Stored items
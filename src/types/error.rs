//! Error types for Notary
//!
//! Every failure surfaced over HTTP is one of these variants. Validation
//! problems map to 400; everything past validation is a server-side status.

use hyper::StatusCode;
use std::fmt;

/// Reason a ledger (or registry) refused a submission
#[derive(Debug, Clone, Copy, PartialEq, Eq)]
pub enum SubmissionFailure {
    /// Gas price or balance insufficient for the transaction
    FeeTooLow,
    /// Delegated deadline is in the past
    DeadlineExpired,
    /// Signature does not recover to the claimed attester
    InvalidSignature,
    /// Delegation proxy already consumed this signature
    SignatureReused,
    /// Schema UID is not registered
    InvalidSchema,
    /// Attestation UID does not exist
    NotFound,
    /// Attestation (or off-ledger digest) already revoked
    AlreadyRevoked,
    /// Schema or attestation is not revocable
    Irrevocable,
    /// Caller is not allowed to perform the operation
    AccessDenied,
    /// Schema already registered
    AlreadyExists,
    /// Transaction disappeared from the pending pool
    Dropped,
    /// Any other revert
    Reverted,
}

impl SubmissionFailure {
    pub fn as_str(&self) -> &'static str {
        match self {
            Self::FeeTooLow => "fee_too_low",
            Self::DeadlineExpired => "deadline_expired",
            Self::InvalidSignature => "invalid_signature",
            Self::SignatureReused => "signature_reused",
            Self::InvalidSchema => "invalid_schema",
            Self::NotFound => "not_found",
            Self::AlreadyRevoked => "already_revoked",
            Self::Irrevocable => "irrevocable",
            Self::AccessDenied => "access_denied",
            Self::AlreadyExists => "already_exists",
            Self::Dropped => "dropped",
            Self::Reverted => "reverted",
        }
    }
}

impl fmt::Display for SubmissionFailure {
    fn fmt(&self, f: &mut fmt::Formatter<'_>) -> fmt::Result {
        f.write_str(self.as_str())
    }
}

/// Main error type for Notary operations
#[derive(Debug, thiserror::Error)]
pub enum NotaryError {
    #[error("{message}")]
    Validation { field: String, message: String },

    #[error("Bad request: {0}")]
    BadRequest(String),

    #[error("Not found: {0}")]
    NotFound(String),

    #[error("Encoding mismatch: {0}")]
    EncodingMismatch(String),

    #[error("Signing error: {0}")]
    Signing(String),

    #[error("Stale nonce: signed with {signed}, ledger is at {current}")]
    StaleNonce { signed: String, current: String },

    #[error("Submission rejected ({kind}): {message}")]
    Submission {
        kind: SubmissionFailure,
        message: String,
    },

    #[error("Transaction {tx_hash} not finalized before timeout")]
    FinalizationTimeout { tx_hash: String },

    #[error("Publish error: {0}")]
    Publish(String),

    #[error("Ledger error: {0}")]
    Ledger(String),

    #[error("Configuration error: {0}")]
    Config(String),

    #[error("Internal error: {0}")]
    Internal(String),
}

impl NotaryError {
    pub fn validation(field: impl Into<String>, message: impl Into<String>) -> Self {
        Self::Validation {
            field: field.into(),
            message: message.into(),
        }
    }

    pub fn submission(kind: SubmissionFailure, message: impl Into<String>) -> Self {
        Self::Submission {
            kind,
            message: message.into(),
        }
    }

    /// Convert error to HTTP status code
    pub fn status_code(&self) -> StatusCode {
        match self {
            Self::Validation { .. } => StatusCode::BAD_REQUEST,
            Self::BadRequest(_) => StatusCode::BAD_REQUEST,
            Self::NotFound(_) => StatusCode::NOT_FOUND,
            Self::EncodingMismatch(_) => StatusCode::INTERNAL_SERVER_ERROR,
            Self::Signing(_) => StatusCode::INTERNAL_SERVER_ERROR,
            Self::StaleNonce { .. } => StatusCode::INTERNAL_SERVER_ERROR,
            Self::Submission { .. } => StatusCode::INTERNAL_SERVER_ERROR,
            Self::FinalizationTimeout { .. } => StatusCode::GATEWAY_TIMEOUT,
            Self::Publish(_) => StatusCode::BAD_GATEWAY,
            Self::Ledger(_) => StatusCode::BAD_GATEWAY,
            Self::Config(_) => StatusCode::INTERNAL_SERVER_ERROR,
            Self::Internal(_) => StatusCode::INTERNAL_SERVER_ERROR,
        }
    }

    /// Short machine-readable kind, echoed in failure envelopes
    pub fn kind(&self) -> &'static str {
        match self {
            Self::Validation { .. } => "validation",
            Self::BadRequest(_) => "bad_request",
            Self::NotFound(_) => "not_found",
            Self::EncodingMismatch(_) => "encoding_mismatch",
            Self::Signing(_) => "signing",
            Self::StaleNonce { .. } => "stale_nonce",
            Self::Submission { kind, .. } => kind.as_str(),
            Self::FinalizationTimeout { .. } => "finalization_timeout",
            Self::Publish(_) => "publish",
            Self::Ledger(_) => "ledger",
            Self::Config(_) => "config",
            Self::Internal(_) => "internal",
        }
    }

    /// Only a stale nonce is worth re-signing and resubmitting
    pub fn is_retryable(&self) -> bool {
        matches!(self, Self::StaleNonce { .. })
    }
}

impl From<std::io::Error> for NotaryError {
    fn from(err: std::io::Error) -> Self {
        Self::Internal(err.to_string())
    }
}

impl From<serde_json::Error> for NotaryError {
    fn from(err: serde_json::Error) -> Self {
        Self::BadRequest(format!("JSON error: {}", err))
    }
}

impl From<hyper::Error> for NotaryError {
    fn from(err: hyper::Error) -> Self {
        Self::Internal(format!("HTTP error: {}", err))
    }
}

/// Result type alias for Notary operations
pub type Result<T> = std::result::Result<T, NotaryError>;

#[cfg(test)]
mod tests {
    use super::*;

    #[test]
    fn test_validation_is_client_error() {
        let err = NotaryError::validation("meetingType", "MeetingType must be a number between 0 and 5.");
        assert_eq!(err.status_code(), StatusCode::BAD_REQUEST);
        assert_eq!(err.to_string(), "MeetingType must be a number between 0 and 5.");
    }

    #[test]
    fn test_internal_failures_are_server_errors() {
        let errors = [
            NotaryError::Signing("no key".into()),
            NotaryError::EncodingMismatch("width".into()),
            NotaryError::submission(SubmissionFailure::InvalidSignature, "bad sig"),
            NotaryError::StaleNonce { signed: "1".into(), current: "2".into() },
            NotaryError::FinalizationTimeout { tx_hash: "0x01".into() },
            NotaryError::Publish("down".into()),
        ];
        for err in errors {
            assert!(err.status_code().is_server_error(), "{err:?}");
        }
    }

    #[test]
    fn test_only_stale_nonce_retries() {
        assert!(NotaryError::StaleNonce { signed: "0".into(), current: "1".into() }.is_retryable());
        assert!(!NotaryError::submission(SubmissionFailure::DeadlineExpired, "late").is_retryable());
        assert_eq!(
            NotaryError::submission(SubmissionFailure::DeadlineExpired, "late").kind(),
            "deadline_expired"
        );
    }
}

- PROBLEM
The answer should be only the number of lines in the data that include "signed".

- EXERCISE ANSWER
4